The first phrase is driven by vocal harmonies. The harmony of the second phrase is quoted from the intro. The closing phrase lets the A chord ring throughout (fermata) then in the last two measures drum tremolo introduce the outro.

Bridge:
The bridge takes the tonal center to E. The section starts with two measure phrases (2+2+2+2 + 2+2+4  AAAB,A'A"C).

E:
/----- 4x ----\\
| E    |  - A |
| I    |  - IV|

/----- 2x ----\\
| E    |  - A |
| I    |  - IV|

| E A/E | -    | D/E E | -    |
| I IV  | -    |bVII I | -    |
             f#: VI VII| -    |

Solo I
The first solo is shows f# minor (pentatonic) mode. The guitar solo itself features the so called tapping technique which counted as quite novel before the first Van Halen album (1978 - see also in "Moonlight Knight" - Genesis). Brian combines the tapping with string bending (see also "Don't Lose Your Head"). Brian learned it from the ZZ-Top guitarist. The backing track consists of four four measure harmonic phrases.

f:
/----------- 3x ----------\\
| F#5  | -   | -   | - B5 |
| i    | -   | -   | - iv |

| F#5  | -   | -   | G5   |
| i    | -   | -   |V of C| 

Solo II
The next subsection starts with a connector like phrase  setting the tonal center to C using a pedal bass throughout.
M7-8 provides a rhythmic transition to the next subsection...

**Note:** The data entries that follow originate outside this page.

impl Value {
    /// Build an array, checking every item against `element_type`.
    pub fn array(element_type: ValueType, items: Vec<Value>) -> Result<Self, SettingsError> {
        if let Some(bad) = items.iter().find(|v| v.value_type() != element_type) {
            return Err(SettingsError::invalid_value(
                ValueType::array_of(element_type),
                format!("element has type '{}'", bad.value_type()),
            ));
        }
        Ok(Value::Array {
            element_type,
            items,
        })
    }

    /// Array of strings; the most common container in settings schemas.
    pub fn string_array<I, S>(items: I) -> Self
    where
        I: IntoIterator<Item = S>,
        S: Into<String>,
    {
        Value::Array {
            element_type: ValueType::String,
            items: items.into_iter().map(|s| Value::String(s.into())).collect(),
        }
    }

    /// Build a dictionary, checking every entry against `value_type`.
    pub fn dict(
        value_type: ValueType,
        entries: BTreeMap<String, Value>,
    ) -> Result<Self, SettingsError> {
        if let Some((key, bad)) = entries.iter().find(|(_, v)| v.value_type() != value_type) {
            return Err(SettingsError::invalid_value(
                ValueType::dict_of(value_type),
                format!("entry '{key}' has type '{}'", bad.value_type()),
            ));
        }
        Ok(Value::Dict {
            value_type,
            entries,
        })
    }

    pub fn just(value: Value) -> Self {
        Value::Maybe {
            inner_type: value.value_type(),
            value: Some(Box::new(value)),
        }
    }

    pub fn nothing(inner_type: ValueType) -> Self {
        Value::Maybe {
            inner_type,
            value: None,
        }
    }

    /// The type of this value.
    pub fn value_type(&self) -> ValueType {
        match self {
            Value::Bool(_) => ValueType::Bool,
            Value::Int16(_) => ValueType::Int16,
            Value::UInt16(_) => ValueType::UInt16,
            Value::Int32(_) => ValueType::Int32,
            Value::UInt32(_) => ValueType::UInt32,
            Value::Int64(_) => ValueType::Int64,
            Value::UInt64(_) => ValueType::UInt64,
            Value::Double(_) => ValueType::Double,
            Value::String(_) => ValueType::String,
            Value::Bytes(_) => ValueType::Bytes,
            Value::Tuple(members) => ValueType::Tuple(members.iter().map(Value::value_type).collect()),
            Value::Array { element_type, .. } => ValueType::array_of(element_type.clone()),
            Value::Dict { value_type, .. } => ValueType::dict_of(value_type.clone()),
            Value::Maybe { inner_type, .. } => ValueType::maybe_of(inner_type.clone()),
        }
    }

    /// Signature string of [`Self::value_type`].
    pub fn signature(&self) -> String {
        self.value_type().signature()
    }

    pub fn as_bool(&self) -> Option<bool> {
        match self {
            Value::Bool(b) => Some(*b),
            _ => None,
        }
    }

    pub fn as_str(&self) -> Option<&str> {
        match self {
            Value::String(s) => Some(s),
            _ => None,
        }
    }

    /// Any signed integer, or an unsigned one that fits in `i64`.
    pub fn as_i64(&self) -> Option<i64> {
        match self {
            Value::Int16(v) => Some(i64::from(*v)),
            Value::UInt16(v) => Some(i64::from(*v)),
            Value::Int32(v) => Some(i64::from(*v)),
            Value::UInt32(v) => Some(i64::from(*v)),
            Value::Int64(v) => Some(*v),
            Value::UInt64(v) => i64::try_from(*v).ok(),
            _ => None,
        }
    }

    pub fn as_f64(&self) -> Option<f64> {
        match self {
            Value::Double(d) => Some(*d),
            _ => None,
        }
    }

    /// Items of an array value.
    pub fn as_array(&self) -> Option<&[Value]> {
        match self {
            Value::Array { items, .. } => Some(items),
            _ => None,
        }
    }

    pub fn as_strv(&self) -> Option<Vec<&str>> {
        self.as_array()?.iter().map(Value::as_str).collect()
    }

    /// Contents of a maybe value; `None` for `nothing` and for non-maybes.
    pub fn as_maybe(&self) -> Option<&Value> {
        match self {
            Value::Maybe { value, .. } => value.as_deref(),
            _ => None,
        }
    }

    /// Order two numeric scalars of the same type.
    ///
    /// Returns `None` when the types differ, the values are not numeric, or
    /// a double comparison involves `NaN`.
    pub fn compare_numeric(&self, other: &Value) -> Option<Ordering> {
        match (self, other) {
            (Value::Int16(a), Value::Int16(b)) => Some(a.cmp(b)),
            (Value::UInt16(a), Value::UInt16(b)) => Some(a.cmp(b)),
            (Value::Int32(a), Value::Int32(b)) => Some(a.cmp(b)),
            (Value::UInt32(a), Value::UInt32(b)) => Some(a.cmp(b)),
            (Value::Int64(a), Value::Int64(b)) => Some(a.cmp(b)),
            (Value::UInt64(a), Value::UInt64(b)) => Some(a.cmp(b)),
            (Value::Double(a), Value::Double(b)) => a.partial_cmp(b),
            _ => None,
        }
    }
}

| C5  | -   | Bb5/C | -   | C1,2>m3 | -    | C*   | -    |
| i

... which is backed by static harmony: simple riffs with bluesy 5-6-5-6 and 5-b7-6-b6-5 built in figures around the C tonal center for 16 measures. The lead guitar part plays more of those tapping-bending licks less memorable melodies than in then in Solo I.

| C*...      |

The section closes with a vocal subsection with dotted harmonic rhythm. The harmony is too transitory to deterermine the key and the related harmonic functions except the last measures where following verse orients one's ear toward A-Major.

C5| G   | -  D5| A5    | -  E5| B5    | -    |

|  E   | sus4   | E   |     |
               A: V

Outro
Following a drumroll we have a 16 measure (4x4) fast-rock paced outro with some ad-lib vocals.

/----------- 4x----------\\
| E5  | - D5 | A5  | -   |

The fourth phrase closes with 3+3+3+3 + 3+3+3+3 patterned punctuation on rhythm guitar accompanied by drum-roll (triplets for kick-drum and toms). The song closes on the tonic chord.